While certain embodiments of the disclosure have been described, these embodiments have been presented by way of example only, and are not intended to limit the scope of the disclosure. Indeed, the novel methods, devices and systems described herein may be embodied in a variety of other forms. Furthermore, various omissions, substitutions and changes in the form of the methods and systems described herein may be made without departing from the spirit of the disclosure. The accompanying claims and their equivalents are intended to cover such forms or modifications as may fall within the scope and spirit of the disclosure. For example, those skilled in the art will appreciate that in various embodiments, the actual physical and logical structures may differ from those shown in the figures. Depending on the embodiment, certain steps described in the example above may be removed, and or while others may be added. Also, the features and attributes of the specific embodiments disclosed above may be combined in different ways to form additional embodiments, all of which fall within the scope of the present disclosure. Although the present disclosure provides certain preferred embodiments and applications, other embodiments that are apparent to those of ordinary skill in the art, including embodiments which do not provide all of the features and advantages set forth herein, are also within the scope of this disclosure. Accordingly, the scope of the present disclosure is intended to be defined only by reference to the appended claims.

Claims

1. An excisional device, comprising:

an introducer comprising a distal trough portion; and
a cutting assembly, comprising: an axial band element configured to selectively bow out of and away from the distal trough portion and to retract into the distal trough portion; and a helical cutting element wound around the axial band element.
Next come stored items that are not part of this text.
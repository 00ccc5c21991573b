//! `govnav-qa` -- project QA checkpoint runner.
//!
//! Audits a project directory against the registered checkpoint catalog
//! and prints the report.
//!
//! # Usage
//!
//! ```text
//! govnav-qa <project-path> [--json]
//! ```
//!
//! Exits non-zero if any checkpoint failed; warnings do not affect the
//! exit code.

use std::path::PathBuf;
use std::process::ExitCode;

use tracing_subscriber::{layer::SubscriberExt, util::SubscriberInitExt};

use govnav_qa::{validate, Report};

fn main() -> ExitCode {
    tracing_subscriber::registry()
        .with(
            tracing_subscriber::EnvFilter::try_from_default_env()
                .unwrap_or_else(|_| "govnav_qa=info".into()),
        )
        .with(tracing_subscriber::fmt::layer())
        .init();

    let mut json_output = false;
    let mut project_path: Option<PathBuf> = None;

    for arg in std::env::args().skip(1) {
        match arg.as_str() {
            "--json" => json_output = true,
            other if project_path.is_none() => project_path = Some(PathBuf::from(other)),
            other => {
                tracing::error!(argument = other, "unexpected argument");
                eprintln!("usage: govnav-qa <project-path> [--json]");
                return ExitCode::from(2);
            }
        }
    }

    let Some(project_path) = project_path else {
        eprintln!("usage: govnav-qa <project-path> [--json]");
        return ExitCode::from(2);
    };

    let report = validate(&project_path);

    if json_output {
        match serde_json::to_string_pretty(&report) {
            Ok(json) => println!("{json}"),
            Err(err) => {
                tracing::error!(error = %err, "failed to serialize report");
                return ExitCode::from(2);
            }
        }
    } else {
        print_report(&report);
    }

    if report.has_failures() {
        ExitCode::FAILURE
    } else {
        ExitCode::SUCCESS
    }
}

fn print_report(report: &Report) {
    println!("QA report for {}", report.project_path);
    println!();
    for result in &report.results {
        println!(
            "  [{:>7}] {:<24} {:<12} {:<8} {}",
            result.status.as_str(),
            result.id,
            result.category,
            result.priority.as_str(),
            result.message,
        );
    }
    println!();
    println!(
        "{} checks: {} passed, {} warnings, {} failures",
        report.summary.total,
        report.summary.passed,
        report.summary.warnings,
        report.summary.failures,
    );
}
2. The excisional device of claim 1, wherein the cutting assembly is removable from the introducer.

3. The excisional device of claim 1, wherein a distal portion of the cutting assembly is configured to pivot against a distal portion of the introducer as it bows out of and retracts back into the distal trough portion of the introducer.

4. The excisional device of claim 1, wherein the distal trough portion comprises at least one abutment at or near a distal end thereof, the at least one abutment being configured to enable a distal portion of the cutting assembly to pivot relative to the introducer as the cutting assembly bows out of and retracts back into the distal trough portion thereof.

5. The excisional device of claim 1, further comprising a driving assembly that is configured to at least one of rotate, bow and retract the cutting assembly.

6. The excisional device of claim 1, wherein at least a portion of the cutting assembly is energized with radiofrequency energy.

7. The excisional device of claim 1, wherein the axial band is further configured to enable fluids to be evacuated from and delivered to a excisional procedure site.

8. The excisional device of claim 1, further comprising a plurality of first fenestrations disposed within the axial band that are configured to enable fluids to be evacuated from an excisional procedure site and a plurality of second fenestrations disposed within the axial band element that are configured to enable fluids to be evacuated from the excisional procedure site.

9. The excisional device of claim 1, further comprising a collection assembly comprising an initially furled bag mounted to a distal end thereof, wherein the collection assembly is configured to be inserted into the introducer, to unfurl the bag and to enable collection of a cut tissue specimen therein.

10. The excisional device of claim 9, wherein the collection assembly further comprises a hoop mounted to the distal end thereof, the hoop being configured to bend away from a longitudinal axis of the collection assembly and to unfurl the bag.

11. The excisional device of claim 1, wherein the cutting assembly is further configured to cut a volume of revolution along having a predetermined shape dictated by a mechanically-driven cutting profile.

12. The excisional device of claim 1, further configured to deliver an implantable material to an excisional procedure site.

13. The excisional device of claim 1, wherein the distal trough portion is scoopula-shaped.

14. The excisional device of claim 1, wherein the introducer and the cutting assembly are configured to cut tissue with substantially no dead space at a distal end of the device.

15. The excisional device of claim 14, wherein a distal end of the cutting assembly is coupled to a distal end of the introducer such that the cutting assembly is configured to bow out to an extent that reduces the dead space substantially to zero.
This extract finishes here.